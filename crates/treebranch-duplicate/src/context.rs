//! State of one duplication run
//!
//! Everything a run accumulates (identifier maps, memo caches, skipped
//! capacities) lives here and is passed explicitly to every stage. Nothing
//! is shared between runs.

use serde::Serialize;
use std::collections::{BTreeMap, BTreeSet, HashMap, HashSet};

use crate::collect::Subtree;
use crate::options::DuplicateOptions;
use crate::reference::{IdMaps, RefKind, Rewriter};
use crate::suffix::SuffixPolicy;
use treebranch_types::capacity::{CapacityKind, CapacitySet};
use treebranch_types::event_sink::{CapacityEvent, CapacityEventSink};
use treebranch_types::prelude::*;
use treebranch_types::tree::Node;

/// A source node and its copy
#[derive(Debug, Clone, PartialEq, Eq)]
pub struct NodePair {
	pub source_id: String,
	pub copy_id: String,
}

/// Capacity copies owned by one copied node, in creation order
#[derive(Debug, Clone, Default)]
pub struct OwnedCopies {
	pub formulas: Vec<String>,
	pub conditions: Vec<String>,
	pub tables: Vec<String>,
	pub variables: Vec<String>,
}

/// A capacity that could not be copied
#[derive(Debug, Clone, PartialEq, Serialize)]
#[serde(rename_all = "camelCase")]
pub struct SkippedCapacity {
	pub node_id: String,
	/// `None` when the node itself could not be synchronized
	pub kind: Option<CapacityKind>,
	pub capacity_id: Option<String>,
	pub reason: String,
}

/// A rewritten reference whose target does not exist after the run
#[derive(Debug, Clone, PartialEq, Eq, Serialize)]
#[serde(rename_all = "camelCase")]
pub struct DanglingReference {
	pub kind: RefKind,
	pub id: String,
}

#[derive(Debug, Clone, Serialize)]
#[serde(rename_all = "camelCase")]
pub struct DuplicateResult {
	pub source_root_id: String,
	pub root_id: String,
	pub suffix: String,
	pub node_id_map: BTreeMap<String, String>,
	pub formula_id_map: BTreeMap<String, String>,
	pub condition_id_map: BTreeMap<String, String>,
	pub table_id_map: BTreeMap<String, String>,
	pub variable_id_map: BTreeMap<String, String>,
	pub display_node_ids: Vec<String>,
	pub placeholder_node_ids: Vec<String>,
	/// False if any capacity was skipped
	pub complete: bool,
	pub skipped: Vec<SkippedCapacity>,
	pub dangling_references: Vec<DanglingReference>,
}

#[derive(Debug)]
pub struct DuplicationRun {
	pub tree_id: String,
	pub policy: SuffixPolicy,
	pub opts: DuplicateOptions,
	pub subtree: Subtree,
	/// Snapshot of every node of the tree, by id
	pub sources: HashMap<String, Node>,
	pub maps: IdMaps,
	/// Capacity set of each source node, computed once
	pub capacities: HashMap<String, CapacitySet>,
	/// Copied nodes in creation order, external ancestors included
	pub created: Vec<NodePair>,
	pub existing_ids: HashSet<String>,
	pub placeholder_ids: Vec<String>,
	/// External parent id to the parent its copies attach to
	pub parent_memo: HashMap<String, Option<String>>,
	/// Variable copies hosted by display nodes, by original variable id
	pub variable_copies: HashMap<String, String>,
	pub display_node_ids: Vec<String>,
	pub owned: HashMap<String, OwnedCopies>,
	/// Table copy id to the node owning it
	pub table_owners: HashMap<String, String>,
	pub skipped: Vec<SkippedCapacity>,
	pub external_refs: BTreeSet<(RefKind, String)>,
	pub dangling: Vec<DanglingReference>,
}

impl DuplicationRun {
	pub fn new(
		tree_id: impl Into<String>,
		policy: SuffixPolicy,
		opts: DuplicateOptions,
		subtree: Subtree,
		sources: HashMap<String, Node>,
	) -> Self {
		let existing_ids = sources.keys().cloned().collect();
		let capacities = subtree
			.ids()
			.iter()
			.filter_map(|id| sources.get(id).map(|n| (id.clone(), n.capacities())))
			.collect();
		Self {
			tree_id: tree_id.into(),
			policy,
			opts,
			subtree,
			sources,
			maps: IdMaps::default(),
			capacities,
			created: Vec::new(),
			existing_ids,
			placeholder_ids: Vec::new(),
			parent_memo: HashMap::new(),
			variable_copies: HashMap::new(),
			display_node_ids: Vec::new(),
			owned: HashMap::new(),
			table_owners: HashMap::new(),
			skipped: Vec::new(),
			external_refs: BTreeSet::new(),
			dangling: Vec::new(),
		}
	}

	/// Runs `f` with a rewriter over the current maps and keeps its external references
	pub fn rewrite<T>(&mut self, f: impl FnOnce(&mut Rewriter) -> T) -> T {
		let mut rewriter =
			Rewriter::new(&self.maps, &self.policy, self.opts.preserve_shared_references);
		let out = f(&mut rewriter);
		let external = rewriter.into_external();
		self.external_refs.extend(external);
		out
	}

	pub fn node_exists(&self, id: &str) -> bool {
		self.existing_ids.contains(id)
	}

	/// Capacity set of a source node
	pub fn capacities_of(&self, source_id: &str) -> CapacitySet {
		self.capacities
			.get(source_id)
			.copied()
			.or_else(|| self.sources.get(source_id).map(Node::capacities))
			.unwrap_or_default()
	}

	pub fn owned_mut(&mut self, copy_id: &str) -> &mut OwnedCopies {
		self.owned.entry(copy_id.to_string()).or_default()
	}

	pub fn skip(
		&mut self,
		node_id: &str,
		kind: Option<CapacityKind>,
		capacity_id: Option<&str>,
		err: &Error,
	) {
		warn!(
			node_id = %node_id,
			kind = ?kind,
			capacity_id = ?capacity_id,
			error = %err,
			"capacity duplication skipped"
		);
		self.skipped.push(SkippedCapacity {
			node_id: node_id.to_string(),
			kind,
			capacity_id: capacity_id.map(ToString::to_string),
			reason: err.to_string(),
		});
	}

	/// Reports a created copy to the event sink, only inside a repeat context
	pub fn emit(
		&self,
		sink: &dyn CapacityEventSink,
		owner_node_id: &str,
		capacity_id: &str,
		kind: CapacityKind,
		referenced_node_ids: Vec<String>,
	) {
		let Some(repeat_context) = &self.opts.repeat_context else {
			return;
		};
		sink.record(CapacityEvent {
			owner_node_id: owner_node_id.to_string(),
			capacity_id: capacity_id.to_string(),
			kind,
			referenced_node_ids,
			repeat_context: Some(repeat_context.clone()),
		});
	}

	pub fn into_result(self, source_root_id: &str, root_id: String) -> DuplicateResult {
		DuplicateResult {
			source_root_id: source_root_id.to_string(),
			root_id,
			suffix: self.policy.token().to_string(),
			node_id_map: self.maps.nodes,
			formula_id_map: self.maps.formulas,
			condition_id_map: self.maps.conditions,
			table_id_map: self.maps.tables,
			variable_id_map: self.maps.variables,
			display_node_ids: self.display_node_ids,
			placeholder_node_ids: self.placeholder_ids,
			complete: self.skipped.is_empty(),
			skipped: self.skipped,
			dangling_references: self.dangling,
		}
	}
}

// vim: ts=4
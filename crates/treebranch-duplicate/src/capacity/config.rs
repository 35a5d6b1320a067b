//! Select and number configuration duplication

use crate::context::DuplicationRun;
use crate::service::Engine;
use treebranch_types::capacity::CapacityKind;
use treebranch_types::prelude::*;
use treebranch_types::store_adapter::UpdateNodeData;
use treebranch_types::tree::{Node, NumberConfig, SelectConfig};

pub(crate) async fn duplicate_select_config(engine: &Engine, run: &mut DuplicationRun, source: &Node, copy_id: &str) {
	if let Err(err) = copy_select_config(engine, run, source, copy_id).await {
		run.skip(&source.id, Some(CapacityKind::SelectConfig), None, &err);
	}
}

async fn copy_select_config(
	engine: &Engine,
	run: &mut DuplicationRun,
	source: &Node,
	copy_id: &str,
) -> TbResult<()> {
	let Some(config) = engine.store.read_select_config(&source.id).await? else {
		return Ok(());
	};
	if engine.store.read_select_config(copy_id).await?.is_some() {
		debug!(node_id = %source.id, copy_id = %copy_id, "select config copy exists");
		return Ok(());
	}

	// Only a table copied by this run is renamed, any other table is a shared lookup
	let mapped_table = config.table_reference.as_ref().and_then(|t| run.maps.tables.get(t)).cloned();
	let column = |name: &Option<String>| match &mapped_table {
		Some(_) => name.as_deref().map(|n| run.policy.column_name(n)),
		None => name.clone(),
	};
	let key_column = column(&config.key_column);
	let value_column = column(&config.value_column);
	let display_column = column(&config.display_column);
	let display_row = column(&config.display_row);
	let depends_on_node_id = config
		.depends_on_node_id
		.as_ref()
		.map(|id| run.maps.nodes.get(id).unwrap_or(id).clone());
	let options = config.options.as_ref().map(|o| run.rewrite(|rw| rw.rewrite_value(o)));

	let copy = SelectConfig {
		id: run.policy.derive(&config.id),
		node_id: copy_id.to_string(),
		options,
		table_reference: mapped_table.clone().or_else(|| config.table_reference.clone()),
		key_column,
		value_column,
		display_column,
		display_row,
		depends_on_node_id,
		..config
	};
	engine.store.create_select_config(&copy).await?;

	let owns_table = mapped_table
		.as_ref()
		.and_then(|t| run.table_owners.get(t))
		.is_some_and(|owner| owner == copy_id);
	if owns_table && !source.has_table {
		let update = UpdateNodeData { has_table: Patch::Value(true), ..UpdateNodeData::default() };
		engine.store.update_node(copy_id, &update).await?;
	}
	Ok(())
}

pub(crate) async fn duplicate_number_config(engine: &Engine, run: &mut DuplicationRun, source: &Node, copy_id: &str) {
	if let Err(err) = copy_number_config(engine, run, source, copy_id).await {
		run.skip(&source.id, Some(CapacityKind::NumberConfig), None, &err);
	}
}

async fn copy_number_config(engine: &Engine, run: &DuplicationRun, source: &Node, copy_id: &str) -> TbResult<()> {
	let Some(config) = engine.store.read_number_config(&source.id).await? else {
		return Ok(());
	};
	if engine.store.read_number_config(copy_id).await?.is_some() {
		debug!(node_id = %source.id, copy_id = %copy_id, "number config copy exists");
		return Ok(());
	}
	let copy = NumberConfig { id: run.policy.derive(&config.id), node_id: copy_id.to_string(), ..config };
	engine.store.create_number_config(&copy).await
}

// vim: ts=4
=-=-=-=-=
→ Task
Working from the records above, write out verbatim only the lines from the line containing "owner == copy_id);" through the line containing "let copy = NumberConfig".

→ Written response
		.is_some_and(|owner| owner == copy_id);
	if owns_table && !source.has_table {
		let update = UpdateNodeData { has_table: Patch::Value(true), ..UpdateNodeData::default() };
		engine.store.update_node(copy_id, &update).await?;
	}
	Ok(())
}

pub(crate) async fn duplicate_number_config(engine: &Engine, run: &mut DuplicationRun, source: &Node, copy_id: &str) {
	if let Err(err) = copy_number_config(engine, run, source, copy_id).await {
		run.skip(&source.id, Some(CapacityKind::NumberConfig), None, &err);
	}
}

async fn copy_number_config(engine: &Engine, run: &DuplicationRun, source: &Node, copy_id: &str) -> TbResult<()> {
	let Some(config) = engine.store.read_number_config(&source.id).await? else {
		return Ok(());
	};
	if engine.store.read_number_config(copy_id).await?.is_some() {
		debug!(node_id = %source.id, copy_id = %copy_id, "number config copy exists");
		return Ok(());
	}
	let copy = NumberConfig { id: run.policy.derive(&config.id), node_id: copy_id.to_string(), ..config };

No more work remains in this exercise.